Each line below must be reproduced exactly.

* **Task input**:
= Beginning of Section =
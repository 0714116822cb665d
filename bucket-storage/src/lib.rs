//! Write-only object storage behind a narrow capability: a bucket hands out
//! writers, each writer commits exactly one freshly named object on close.

pub mod errors;
pub mod local_store;
pub mod memory_store;
pub mod s3_store;
pub mod store;

pub use errors::{StorageError, StorageResult};
pub use local_store::LocalDirBucket;
pub use memory_store::{MemoryBucket, StoredObject};
pub use s3_store::{create_s3_client, S3Bucket};
pub use store::{new_object_key, BucketStore, ObjectWriter};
= End of Section =
* **Exercise solution**:
repository 0714116822cb665d
filename bucket-storage/src/lib.rs
//! Write-only object storage behind a narrow capability: a bucket hands out
//! writers, each writer commits exactly one freshly named object on close.

pub mod errors;
pub mod local_store;
pub mod memory_store;
pub mod s3_store;
pub mod store;

pub use errors::{StorageError, StorageResult};
pub use local_store::LocalDirBucket;
pub use memory_store::{MemoryBucket, StoredObject};
pub use s3_store::{create_s3_client, S3Bucket};
pub use store::{new_object_key, BucketStore, ObjectWriter};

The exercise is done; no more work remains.